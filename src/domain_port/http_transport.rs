use crate::domain_model::{AccessToken, ApiRequest, ApiResponse};

#[derive(Debug, Clone, thiserror::Error)]
pub enum TransportError {
    #[error("request timed out: {0}")]
    Timeout(String),
    #[error("network error: {0}")]
    Network(String),
    #[error("invalid request: {0}")]
    InvalidRequest(String),
}

/// Sends one request and hands back whatever the server answered, whatever
/// the status. Only failures to get an answer at all are errors here.
#[async_trait::async_trait]
pub trait HttpTransport: Send + Sync {
    async fn send(
        &self,
        request: &ApiRequest,
        bearer: Option<&AccessToken>,
    ) -> Result<ApiResponse, TransportError>;

    fn base_url(&self) -> &str;
}
mod common;

use common::*;
use futures_util::future::join_all;
use gymtrack::domain_model::*;
use gymtrack::domain_port::SessionStorage;
use gymtrack::gateway::*;
use std::sync::Arc;

#[tokio::test]
async fn valid_token_passes_through_without_refresh() {
    let h = signed_in().await;

    let response = h.gateway.request(ApiRequest::get("/groups")).await.unwrap();

    assert_eq!(response.status, 200);
    assert_eq!(h.transport.refresh_calls(), 0);
    assert_eq!(h.transport.paths_sent_with(OLD_TOKEN), vec!["/groups"]);
}

#[tokio::test]
async fn expired_token_is_refreshed_and_request_replayed() {
    let h = signed_in().await;
    h.transport.expire();

    let response = h.gateway.request(ApiRequest::get("/history")).await.unwrap();

    assert_eq!(response.status, 200);
    assert_eq!(h.transport.refresh_calls(), 1);
    assert_eq!(h.transport.paths_sent_with(NEW_TOKEN), vec!["/history"]);
    assert_eq!(h.gateway.access_token(), Some(AccessToken(NEW_TOKEN.to_string())));
    assert_eq!(
        h.storage.get().await.unwrap(),
        Some(Session::new(NEW_TOKEN, NEW_REFRESH))
    );
    assert!(!h.gateway.is_refreshing());
    assert_eq!(h.sign_out.calls(), 0);
}

#[tokio::test]
async fn refresh_exchange_sends_stored_refresh_token() {
    let h = signed_in().await;
    h.transport.expire();

    h.gateway.request(ApiRequest::get("/history")).await.unwrap();

    let refresh = h
        .transport
        .calls()
        .into_iter()
        .find(|c| c.path == REFRESH_PATH)
        .unwrap();
    assert_eq!(refresh.method, Method::Post);
    assert_eq!(
        refresh.body,
        RequestBody::Json(serde_json::json!({ "refresh_token": OLD_REFRESH }))
    );
}

#[tokio::test]
async fn invalid_token_reason_also_refreshes() {
    let h = signed_in().await;
    h.transport.expire();
    h.transport.set_rejection(TOKEN_INVALID);

    let response = h.gateway.request(ApiRequest::get("/groups")).await;

    assert!(response.is_ok());
    assert_eq!(h.transport.refresh_calls(), 1);
}

#[tokio::test]
async fn queued_requests_resume_in_arrival_order_after_one_refresh() {
    let h = signed_in().await;
    h.transport.expire();
    h.transport.hold_refresh();

    let gateway = h.gateway.clone();
    let a = tokio::spawn(async move { gateway.request(ApiRequest::get("/a")).await });
    h.transport.refresh_started.notified().await;
    assert!(h.gateway.is_refreshing());

    let gateway = h.gateway.clone();
    let b = tokio::spawn(async move { gateway.request(ApiRequest::get("/b")).await });
    wait_for_queue(&h.gateway, 1).await;

    let gateway = h.gateway.clone();
    let c = tokio::spawn(async move { gateway.request(ApiRequest::get("/c")).await });
    wait_for_queue(&h.gateway, 2).await;

    h.transport.release_refresh();

    for handle in [a, b, c] {
        let response = handle.await.unwrap().unwrap();
        assert_eq!(response.status, 200);
    }

    assert_eq!(h.transport.refresh_calls(), 1);
    assert_eq!(h.transport.paths_sent_with(NEW_TOKEN), vec!["/a", "/b", "/c"]);
    assert_eq!(h.gateway.access_token(), Some(AccessToken(NEW_TOKEN.to_string())));
    assert_eq!(h.gateway.queued_requests(), 0);
    assert!(!h.gateway.is_refreshing());
}

#[tokio::test]
async fn many_concurrent_expired_requests_share_one_refresh() {
    let h = signed_in().await;
    h.transport.expire();
    h.transport.hold_refresh();

    let paths: Vec<String> = (0..8).map(|i| format!("/exercises/{}", i)).collect();
    let gateway = h.gateway.clone();
    let calls = paths.iter().map(|p| {
        let gateway = gateway.clone();
        let path = p.clone();
        tokio::spawn(async move { gateway.request(ApiRequest::get(path)).await })
    });
    let handles: Vec<_> = calls.collect();

    wait_for_queue(&h.gateway, paths.len() - 1).await;
    h.transport.release_refresh();

    for result in join_all(handles).await {
        assert_eq!(result.unwrap().unwrap().status, 200);
    }
    assert_eq!(h.transport.refresh_calls(), 1);
    let mut replayed = h.transport.paths_sent_with(NEW_TOKEN);
    replayed.sort();
    let mut expected = paths.clone();
    expected.sort();
    assert_eq!(replayed, expected);
}

#[tokio::test]
async fn queued_requests_survive_owner_dropped_during_its_replay() {
    let h = signed_in().await;
    h.transport.expire();
    h.transport.hold_refresh();

    let gateway = h.gateway.clone();
    let owner = tokio::spawn(async move { gateway.request(ApiRequest::get("/hang")).await });
    h.transport.refresh_started.notified().await;

    let gateway = h.gateway.clone();
    let queued = tokio::spawn(async move { gateway.request(ApiRequest::get("/b")).await });
    wait_for_queue(&h.gateway, 1).await;

    h.transport.release_refresh();
    wait_for_send(&h.transport, "/hang", NEW_TOKEN).await;
    owner.abort();
    assert!(owner.await.unwrap_err().is_cancelled());

    let response = queued.await.unwrap().unwrap();
    assert_eq!(response.status, 200);
    assert_eq!(h.transport.refresh_calls(), 1);
    assert_eq!(h.transport.paths_sent_with(NEW_TOKEN), vec!["/hang", "/b"]);
    assert!(!h.gateway.is_refreshing());
    assert_eq!(h.sign_out.calls(), 0);
}

#[tokio::test]
async fn subsequent_requests_use_the_refreshed_token() {
    let h = signed_in().await;
    h.transport.expire();
    h.gateway.request(ApiRequest::get("/groups")).await.unwrap();

    h.gateway.request(ApiRequest::get("/history")).await.unwrap();

    assert_eq!(h.transport.refresh_calls(), 1);
    let last = h.transport.calls().pop().unwrap();
    assert_eq!(last.path, "/history");
    assert_eq!(last.bearer.as_deref(), Some(NEW_TOKEN));
}

#[tokio::test]
async fn failed_refresh_rejects_everyone_and_signs_out_once() {
    let h = signed_in().await;
    h.transport.expire();
    h.transport.hold_refresh();
    h.transport
        .answer_refresh(ApiResponse::error(401, "refresh token not found"));

    let gateway = h.gateway.clone();
    let owner = tokio::spawn(async move { gateway.request(ApiRequest::get("/a")).await });
    h.transport.refresh_started.notified().await;

    let mut queued = Vec::new();
    for (i, path) in ["/b", "/c", "/d"].into_iter().enumerate() {
        let gateway = h.gateway.clone();
        queued.push(tokio::spawn(async move {
            gateway.request(ApiRequest::get(path)).await
        }));
        wait_for_queue(&h.gateway, i + 1).await;
    }
    h.transport.release_refresh();

    let err = owner.await.unwrap().unwrap_err();
    assert_eq!(err.app_message(), Some("refresh token not found"));
    for handle in queued {
        let err = handle.await.unwrap().unwrap_err();
        assert!(matches!(err, ApiError::App { status: 401, .. }));
    }

    assert_eq!(h.transport.refresh_calls(), 1);
    assert_eq!(h.sign_out.calls(), 1);
    assert_eq!(h.gateway.access_token(), None);
    assert!(h.transport.paths_sent_with(NEW_TOKEN).is_empty());
    assert!(!h.gateway.is_refreshing());
}

#[tokio::test]
async fn refresh_timeout_is_a_refresh_failure() {
    let h = signed_in().await;
    h.transport.expire();
    h.transport.refresh_offline();

    let err = h.gateway.request(ApiRequest::get("/groups")).await.unwrap_err();

    assert!(matches!(err, ApiError::Transport(_)));
    assert_eq!(h.sign_out.calls(), 1);
}

#[tokio::test]
async fn storage_failure_while_saving_refreshed_pair_fails_the_refresh() {
    let h = signed_in().await;
    h.transport.expire();
    h.store.fail_writes(true);

    let err = h.gateway.request(ApiRequest::get("/groups")).await.unwrap_err();

    assert!(matches!(err, ApiError::Storage(_)));
    assert_eq!(h.sign_out.calls(), 1);
    assert!(!h.gateway.is_refreshing());
}

#[tokio::test]
async fn missing_refresh_token_signs_out_without_refreshing() {
    let h = signed_in().await;
    h.storage.remove().await.unwrap();
    h.transport.expire();

    let err = h.gateway.request(ApiRequest::get("/groups")).await.unwrap_err();

    assert!(matches!(err, ApiError::SessionExpired));
    assert_eq!(h.transport.refresh_calls(), 0);
    assert_eq!(h.sign_out.calls(), 1);
}

#[tokio::test]
async fn other_unauthorized_reasons_sign_out_without_refreshing() {
    let h = signed_in().await;

    let err = h.gateway.request(ApiRequest::get("/blocked")).await.unwrap_err();

    assert_eq!(err.app_message(), Some("user.blocked"));
    assert_eq!(err.status(), Some(401));
    assert_eq!(h.transport.refresh_calls(), 0);
    assert_eq!(h.sign_out.calls(), 1);
}

#[tokio::test]
async fn sign_out_may_fire_once_per_failure() {
    let h = signed_in().await;

    for _ in 0..3 {
        let _ = h.gateway.request(ApiRequest::get("/blocked")).await;
    }

    assert_eq!(h.sign_out.calls(), 3);
}

#[tokio::test]
async fn replayed_request_is_not_refreshed_again() {
    let h = signed_in().await;
    h.transport.expire();
    // The freshly issued token is rejected too.
    h.transport
        .answer_refresh(ApiResponse::json(200, &Session::new("token-3", "refresh-3")).unwrap());

    let err = h.gateway.request(ApiRequest::get("/groups")).await.unwrap_err();

    assert_eq!(err.app_message(), Some(TOKEN_EXPIRED));
    assert_eq!(h.transport.refresh_calls(), 1);
    assert_eq!(h.transport.paths_sent_with("token-3"), vec!["/groups"]);
}

#[tokio::test]
async fn late_failure_after_rotation_replays_without_second_refresh() {
    let h = signed_in().await;
    h.transport.expire();
    h.transport.hold_slow();

    // Sent with the old token, answered only after the refresh settled.
    let gateway = h.gateway.clone();
    let slow = tokio::spawn(async move { gateway.request(ApiRequest::get("/slow")).await });
    tokio::task::yield_now().await;

    h.gateway.request(ApiRequest::get("/groups")).await.unwrap();
    assert_eq!(h.transport.refresh_calls(), 1);

    h.transport.release_slow();
    let response = slow.await.unwrap().unwrap();

    assert_eq!(response.status, 200);
    assert_eq!(h.transport.refresh_calls(), 1);
    assert_eq!(h.transport.paths_sent_with(NEW_TOKEN), vec!["/groups", "/slow"]);
}

#[tokio::test]
async fn ejected_token_manager_leaves_401_untouched() {
    let h = signed_in().await;
    let sign_out = Arc::new(CountingSignOut::default());
    let id = h.gateway.register_token_manager(sign_out.clone());
    assert!(h.gateway.eject_token_manager(id));
    assert!(!h.gateway.eject_token_manager(id));
    h.transport.expire();

    let err = h.gateway.request(ApiRequest::get("/groups")).await.unwrap_err();

    assert_eq!(err.app_message(), Some(TOKEN_EXPIRED));
    assert_eq!(h.transport.refresh_calls(), 0);
    assert_eq!(sign_out.calls(), 0);
    assert_eq!(h.sign_out.calls(), 0);
}

#[tokio::test]
async fn closure_can_serve_as_sign_out_hook() {
    let h = signed_in().await;
    let fired = Arc::new(std::sync::atomic::AtomicBool::new(false));
    let flag = fired.clone();
    h.gateway.register_token_manager(Arc::new(move || {
        flag.store(true, std::sync::atomic::Ordering::SeqCst);
    }));

    let _ = h.gateway.request(ApiRequest::get("/blocked")).await;

    assert!(fired.load(std::sync::atomic::Ordering::SeqCst));
}
//! Authenticated request gateway: bearer token attachment, single-flight
//! token refresh and replay of requests that failed with an expired token.

mod error;
mod gateway;
mod pending;

pub use error::*;
pub use gateway::*;
pub use pending::{PendingRequest, RefreshOutcome, RefreshState};
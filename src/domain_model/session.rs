use serde::{Deserialize, Serialize};
use std::fmt;

#[derive(Clone, PartialEq, Eq, Hash, Serialize, Deserialize)]
#[serde(transparent)]
pub struct AccessToken(pub String);

#[derive(Clone, PartialEq, Eq, Hash, Serialize, Deserialize)]
#[serde(transparent)]
pub struct RefreshToken(pub String);

impl AccessToken {
    pub fn bearer(&self) -> String {
        format!("Bearer {}", self.0)
    }

    pub fn as_str(&self) -> &str {
        &self.0
    }
}

impl RefreshToken {
    pub fn as_str(&self) -> &str {
        &self.0
    }
}

// Tokens end up in log lines through `?session`; keep them out.
impl fmt::Debug for AccessToken {
    fn fmt(&self, f: &mut fmt::Formatter<'_>) -> fmt::Result {
        write!(f, "AccessToken(..{})", tail(&self.0))
    }
}

impl fmt::Debug for RefreshToken {
    fn fmt(&self, f: &mut fmt::Formatter<'_>) -> fmt::Result {
        write!(f, "RefreshToken(..{})", tail(&self.0))
    }
}

fn tail(token: &str) -> &str {
    let start = token
        .char_indices()
        .rev()
        .nth(3)
        .map(|(i, _)| i)
        .unwrap_or(0);
    &token[start..]
}

/// The token pair issued by `/sessions` and `/sessions/refresh-token`.
///
/// Field names follow the wire format so the same shape is used for the
/// server response and the stored blob.
#[derive(Debug, Clone, PartialEq, Eq, Serialize, Deserialize)]
pub struct Session {
    #[serde(rename = "token")]
    pub access_token: AccessToken,
    pub refresh_token: RefreshToken,
}

impl Session {
    pub fn new(access_token: impl Into<String>, refresh_token: impl Into<String>) -> Self {
        Self {
            access_token: AccessToken(access_token.into()),
            refresh_token: RefreshToken(refresh_token.into()),
        }
    }
}
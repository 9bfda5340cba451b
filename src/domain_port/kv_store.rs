#[derive(Debug, Clone, thiserror::Error)]
pub enum StorageError {
    #[error("io error: {0}")]
    Io(String),
    #[error("corrupt entry {key}: {reason}")]
    Corrupt { key: String, reason: String },
}

/// String key/value persistence on the device.
#[async_trait::async_trait]
pub trait KvStore: Send + Sync {
    async fn get_item(&self, key: &str) -> Result<Option<String>, StorageError>;
    async fn set_item(&self, key: &str, value: &str) -> Result<(), StorageError>;
    async fn remove_item(&self, key: &str) -> Result<(), StorageError>;
}
/// Drives the in-process fake backend through an access token expiry while
/// several requests are in flight, then through a failed refresh.
///
/// $ cargo run --bin refresh_demo
use futures_util::future::join_all;
use gymtrack::application_port::*;
use gymtrack::client::Client;
use gymtrack::domain_port::{HttpTransport, KvStore};
use gymtrack::infra_http::{DEMO_EMAIL, DEMO_PASSWORD, FakeGymBackend};
use gymtrack::infra_storage::MemoryKvStore;
use gymtrack::logger::*;
use std::sync::Arc;
use std::time::Duration;

#[tokio::main]
async fn main() -> anyhow::Result<()> {
    let logger = Logger::new_bootstrap();
    logger.reload_from_config(&LogConfig {
        filter: "gymtrack=debug".to_string(),
    })?;

    let backend = Arc::new(
        FakeGymBackend::new("http://fake.gymtrack.local").with_latency(Duration::from_millis(50)),
    );
    let transport: Arc<dyn HttpTransport> = backend.clone();
    let store: Arc<dyn KvStore> = Arc::new(MemoryKvStore::new());
    let client = Client::with_parts(transport, store).await?;

    let user = client
        .session_service
        .sign_in(SignInInput {
            email: DEMO_EMAIL.to_string(),
            password: DEMO_PASSWORD.to_string(),
        })
        .await?;
    println!("signed in as {}", user.name);

    // region concurrent expiry

    backend.expire_access_tokens();
    let groups = ["back", "biceps", "triceps", "legs", "shoulders"];
    let results = join_all(
        groups
            .iter()
            .map(|group| client.workout_service.exercises_by_group(group)),
    )
    .await;
    for (group, result) in groups.iter().zip(results) {
        match result {
            Ok(exercises) => println!("{:<10} {} exercise(s)", group, exercises.len()),
            Err(e) => println!("{:<10} failed: {}", group, e),
        }
    }
    println!("refresh calls after expiry: {}", backend.refresh_calls());

    // endregion

    // region failed refresh

    backend.expire_access_tokens();
    backend.revoke_refresh_tokens();
    let results = join_all((0..3).map(|_| client.workout_service.history())).await;
    for result in results {
        if let Err(e) = result {
            println!("history failed: {}", e);
        }
    }
    tokio::time::sleep(Duration::from_millis(10)).await;
    println!(
        "signed in after failed refresh: {}",
        client.session_service.current_user().is_some()
    );

    // endregion

    println!("backend saw:");
    for request in backend.requests() {
        println!("  {}", request);
    }

    client.shutdown().await;
    Ok(())
}
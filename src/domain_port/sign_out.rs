/// Clears the local session after an unrecoverable auth failure.
///
/// Overlapping failures can fire it several times in a row, so
/// implementations must tolerate repeated calls.
pub trait SignOut: Send + Sync {
    fn sign_out(&self);
}

impl<F> SignOut for F
where
    F: Fn() + Send + Sync,
{
    fn sign_out(&self) {
        self()
    }
}
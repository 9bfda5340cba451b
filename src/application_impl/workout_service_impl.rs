use crate::application_port::WorkoutService;
use crate::domain_model::*;
use crate::gateway::{ApiError, AuthGateway};
use serde::Serialize;
use serde::de::IgnoredAny;
use std::sync::Arc;

#[derive(Serialize)]
struct RegisterHistory {
    exercise_id: ExerciseId,
}

pub struct RealWorkoutService {
    gateway: Arc<AuthGateway>,
}

impl RealWorkoutService {
    pub fn new(gateway: Arc<AuthGateway>) -> Self {
        Self { gateway }
    }
}

#[async_trait::async_trait]
impl WorkoutService for RealWorkoutService {
    async fn groups(&self) -> Result<Vec<String>, ApiError> {
        self.gateway.get("/groups").await
    }

    async fn exercises_by_group(&self, group: &str) -> Result<Vec<Exercise>, ApiError> {
        self.gateway
            .get(&format!("/exercises/bygroup/{}", group))
            .await
    }

    async fn exercise(&self, id: ExerciseId) -> Result<Exercise, ApiError> {
        self.gateway.get(&format!("/exercises/{}", id)).await
    }

    async fn register_exercise(&self, id: ExerciseId) -> Result<(), ApiError> {
        let _: IgnoredAny = self
            .gateway
            .send_json(Method::Post, "/history", &RegisterHistory { exercise_id: id })
            .await?;
        Ok(())
    }

    async fn history(&self) -> Result<Vec<HistoryByDay>, ApiError> {
        self.gateway.get("/history").await
    }

    fn thumb_url(&self, exercise: &Exercise) -> String {
        format!("{}/exercise/thumb/{}", self.gateway.base_url(), exercise.thumb)
    }

    fn demo_url(&self, exercise: &Exercise) -> String {
        format!("{}/exercise/demo/{}", self.gateway.base_url(), exercise.demo)
    }
}
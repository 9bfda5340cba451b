pub mod logger;
pub mod settings;

pub mod client;
pub mod gateway;

pub mod application_impl;
pub mod application_port;
pub mod domain_model;
pub mod domain_port;
pub mod infra_http;
pub mod infra_storage;
use anyhow::{Result, anyhow};
use config::{Config, Environment, File};
use serde::Deserialize;

#[derive(Debug, Deserialize)]
pub struct Settings {
    pub api: Api,
    pub storage: Storage,
    pub log: Log,
}

#[derive(Debug, Deserialize)]
pub struct Api {
    pub backend: String, // "fake" or "real"
    pub base_url: String,
    #[serde(default = "default_timeout_ms")]
    pub timeout_ms: u64,
}

#[derive(Debug, Deserialize)]
pub struct Storage {
    pub backend: String, // "memory" or "file"
    pub dir: String,
}

#[derive(Debug, Deserialize)]
pub struct Log {
    pub filter: String,
}

fn default_timeout_ms() -> u64 {
    5_000
}

#[cfg(debug_assertions)]
const SETTINGS_PATH: &str = "settings/dev.toml";
#[cfg(not(debug_assertions))]
const SETTINGS_PATH: &str = "settings/release.toml";

/// Reads the TOML file at `path` (or the build's default), then applies
/// `GYMTRACK__SECTION__KEY` environment overrides.
pub fn parse_settings(path: Option<&str>) -> Result<Settings> {
    let path = path.unwrap_or(SETTINGS_PATH);

    let settings: Settings = Config::builder()
        .add_source(File::with_name(path))
        .add_source(Environment::with_prefix("GYMTRACK").separator("__"))
        .build()
        .map_err(|e| anyhow!(e))?
        .try_deserialize()
        .map_err(|e| anyhow!(e))?;

    Ok(settings)
}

* **Exercise aim**: Show every line above in which the word "IgnoredAny" is found.

* **Response area**:
use serde::de::IgnoredAny;
        let _: IgnoredAny = self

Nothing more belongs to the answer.